Introduction
Sickness absence is a growing problem in several European countries. It is a complex bio-psycho-social phenomenon determined by factors at the structural, organisational, group and individual levels in addition to the biomedical level. Variation in sickness absence is often studied in relation to social groups, trades and longitudinally but more seldom in a geographic context. In Sweden there are considerable regional differences in sickness absence. The municipalities are employers with an identical assignment all over the country but with large variation in organization and personnel policy as well as in level of sickness absence among their employees. Municipal employees also constitute a vulnerable group with high level of sickness absence. The aim was accordingly to study to what extent the sickness absence differences between municipalities among their employees are determined by organisational factors at the work place and demographic and socio-economic factors respectively.
Material
A random sample of 60 out of Sweden’s 290 municipalities was selected.
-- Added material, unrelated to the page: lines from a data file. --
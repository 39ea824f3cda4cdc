//! Dedicated thread for device open/close.

use std::sync::mpsc::{self, Sender};
use std::thread::{self, JoinHandle};

pub(crate) type Job = Box<dyn FnOnce() + Send + 'static>;

/// Runs device jobs one at a time, in submission order.
pub(crate) struct DeviceWorker {
    jobs: Sender<Job>,
    _thread: JoinHandle<()>,
}

impl DeviceWorker {
    pub(crate) fn spawn() -> std::io::Result<Self> {
        let (jobs, rx) = mpsc::channel::<Job>();
        let thread = thread::Builder::new()
            .name("capture-device".to_string())
            .spawn(move || {
                for job in rx {
                    job();
                }
                tracing::debug!("capture device worker exiting");
            })?;

        tracing::info!("capture device worker started");
        Ok(Self {
            jobs,
            _thread: thread,
        })
    }

    /// Queues a job. Hands the job back if the thread has exited.
    pub(crate) fn submit(&self, job: Job) -> Result<(), Job> {
        self.jobs.send(job).map_err(|mpsc::SendError(job)| job)
    }
}
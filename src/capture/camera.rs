//! Camera abstraction for preview capture.
//!
//! The driver is an external collaborator: it is acquired through a
//! [`DeviceProvider`], pushes raw frames into a [`FrameSink`] from its own
//! thread, and renders the preview onto a display surface it is told about.

use super::CaptureConfig;
use crate::coordinator::FrameSink;
use thiserror::Error;

/// Errors that can occur during camera operations.
#[derive(Debug, Clone, PartialEq, Eq, Error)]
pub enum DeviceError {
    /// No camera, or it is held by someone else.
    #[error("camera unavailable: {0}")]
    Unavailable(String),
    /// The display target or preview could not be configured.
    #[error("failed to set up preview: {0}")]
    PreviewSetupFailed(String),
    /// Stop requested while no preview was running.
    #[error("no active preview")]
    PreviewNotRunning,
    /// Preview requested before a display target was registered.
    #[error("no display surface attached")]
    NoSurface,
}

/// Display target the preview is rendered onto.
#[derive(Debug, Clone, Copy, PartialEq, Eq)]
pub struct SurfaceInfo {
    /// Surface width in pixels.
    pub width: u32,
    /// Surface height in pixels.
    pub height: u32,
}

impl SurfaceInfo {
    /// Describes a `width` x `height` surface.
    pub fn new(width: u32, height: u32) -> Self {
        Self { width, height }
    }
}

/// An acquired camera.
///
/// Implementations deliver frames by calling [`FrameSink::on_frame`] on
/// their own callback thread once the preview is running.
pub trait CaptureDevice: Send + 'static {
    /// Sets the rotation of the rendered preview.
    fn set_display_orientation(&mut self, degrees: u16) -> Result<(), DeviceError>;

    /// Registers the frame callback.
    fn set_frame_sink(&mut self, sink: FrameSink);

    /// Registers the display target for the preview.
    fn set_preview_display(&mut self, surface: &SurfaceInfo) -> Result<(), DeviceError>;

    /// Starts delivering preview frames.
    fn start_preview(&mut self) -> Result<(), DeviceError>;

    /// Stops the preview. Fails with [`DeviceError::PreviewNotRunning`]
    /// when there is nothing to stop.
    fn stop_preview(&mut self) -> Result<(), DeviceError>;

    /// Current preview dimensions.
    fn preview_size(&self) -> (u32, u32);

    /// Releases the underlying hardware.
    fn release(&mut self);
}

/// Opens camera devices.
pub trait DeviceProvider: Send + Sync + 'static {
    /// Camera handle produced by a successful acquisition.
    type Device: CaptureDevice;

    /// Attempts to acquire the camera. May block on slow hardware.
    fn acquire(&self, config: &CaptureConfig) -> Result<Self::Device, DeviceError>;
}
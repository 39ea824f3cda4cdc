//! Camera input and frame handling.
//!
//! This module provides the device abstraction the coordinator drives,
//! the borrowed NV21 frame view handed to the frame callback, and the
//! capture configuration.

mod camera;
mod config;
mod frame;
mod mock;

pub use camera::{CaptureDevice, DeviceError, DeviceProvider, SurfaceInfo};
pub use config::{CaptureConfig, ConfigError, FileConfig, SessionConfig};
pub use frame::{FrameError, RawFrame};
pub use mock::{fill_test_pattern, MockDevice, MockProvider};
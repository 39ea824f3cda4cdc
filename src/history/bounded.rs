//! Fixed-capacity sample log with FIFO eviction.

use crate::conversion::Sample;
use std::collections::VecDeque;

/// Maximum number of samples retained per session.
pub const HISTORY_CAPACITY: usize = 200;

/// Insertion-ordered sample log.
///
/// Once full, every append evicts the oldest sample, so the log always
/// holds the most recent [`HISTORY_CAPACITY`] samples.
#[derive(Debug, Clone)]
pub struct BoundedHistory {
    samples: VecDeque<Sample>,
}

impl BoundedHistory {
    /// Creates an empty history.
    pub fn new() -> Self {
        Self {
            samples: VecDeque::with_capacity(HISTORY_CAPACITY + 1),
        }
    }

    /// Appends a sample, evicting the oldest one if over capacity.
    pub fn append(&mut self, sample: Sample) {
        self.samples.push_back(sample);
        if self.samples.len() > HISTORY_CAPACITY {
            self.samples.pop_front();
        }

        tracing::trace!(
            sample = %sample,
            len = self.samples.len(),
            "Recorded sample"
        );
    }

    /// Returns the retained samples, oldest first.
    pub fn snapshot(&self) -> Vec<Sample> {
        self.iter().copied().collect()
    }

    /// Renders the retained samples as six-digit RGB hex strings.
    pub fn to_hex_strings(&self) -> Vec<String> {
        self.iter().map(|s| s.to_hex()).collect()
    }

    /// Iterates the retained samples, oldest first.
    pub fn iter(&self) -> impl Iterator<Item = &Sample> + '_ {
        self.samples.iter()
    }

    /// Returns the most recent sample.
    pub fn latest(&self) -> Option<Sample> {
        self.samples.back().copied()
    }

    /// Number of retained samples.
    pub fn len(&self) -> usize {
        self.samples.len()
    }

    /// True before the first append.
    pub fn is_empty(&self) -> bool {
        self.samples.is_empty()
    }

    /// Always [`HISTORY_CAPACITY`].
    pub fn capacity(&self) -> usize {
        HISTORY_CAPACITY
    }
}

impl Default for BoundedHistory {
    fn default() -> Self {
        Self::new()
    }
}

#[cfg(test)]
mod tests {
    use super::*;
    use proptest::prelude::*;

    #[test]
    fn test_starts_empty() {
        let history = BoundedHistory::new();
        assert!(history.is_empty());
        assert_eq!(history.latest(), None);
        assert_eq!(history.capacity(), 200);
    }

    #[test]
    fn test_evicts_oldest_first() {
        let mut history = BoundedHistory::new();
        for i in 1..=250u32 {
            history.append(Sample::from_argb(i));
        }

        let snapshot = history.snapshot();
        assert_eq!(snapshot.len(), 200);

        let expected: Vec<Sample> = (51..=250u32).map(Sample::from_argb).collect();
        assert_eq!(snapshot, expected);
        assert_eq!(history.latest(), Some(Sample::from_argb(250)));
    }

    #[test]
    fn test_snapshot_does_not_mutate() {
        let mut history = BoundedHistory::new();
        history.append(Sample::from_argb(0xFF11_2233));

        assert_eq!(history.snapshot(), history.snapshot());
        assert_eq!(history.len(), 1);
    }

    #[test]
    fn test_hex_export() {
        let mut history = BoundedHistory::new();
        history.append(Sample::from_argb(0xFFFF_0000));
        history.append(Sample::from_argb(0xFF00_0A0B));

        assert_eq!(history.to_hex_strings(), vec!["ff0000", "000a0b"]);
    }

    proptest! {
        #[test]
        fn prop_keeps_most_recent(values in proptest::collection::vec(any::<u32>(), 0..600)) {
            let mut history = BoundedHistory::new();
            for &v in &values {
                history.append(Sample::from_argb(v));
                prop_assert!(history.len() <= HISTORY_CAPACITY);
            }

            let skip = values.len().saturating_sub(HISTORY_CAPACITY);
            let expected: Vec<Sample> = values[skip..].iter().copied().map(Sample::from_argb).collect();
            prop_assert_eq!(history.snapshot(), expected);
        }
    }
}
A questionnaire with focus on perceived organizational climate, social support, supportive leadership, distributive justice, work commitment, stress, health and absence culture was sent out to a representative sample of 15,000 employees in the sector of nursing and social care of elderly and disabled. The response rate was 58.4%. A database of the 60 municipalities was constructed with aggregated questionnaire data and official register data concerning the number and income level of inhabitants, level of expenses for social care and sickness absence among the municipality employees.
Results
Bivariate analyses revealed a lot of significant covariations between perceived organizational climate, social support, supportive leadership, distributive justice, work commitment, stress and health. Absence culture was only related to health. The level of sickness absence was only related to health and absence culture. The socioeconomic and demographic characteristics of the municipalities were not related to the level of sickness absence. In a multiple regression analysis adjusted for income level and number of inhabitants of the municipalities, health and attitude to sickness absence remained as significant predictors of sickness absence level (R2adj=.19; p=.003).
Conclusions
Although psychological and social factors at work such as organizational climate and leadership characteristics were related to the employees’ health, they did not have an independent relation to sickness absence. Aggregated data of self-rated health is a relevant indicator of organizational health. Absence culture is an important independent determinant of the level of sickness absence.
2009.
The 14th European Congress of Work and Organizational Psychology. Santiago de Compostela, Spanien. May 13-16, 2009.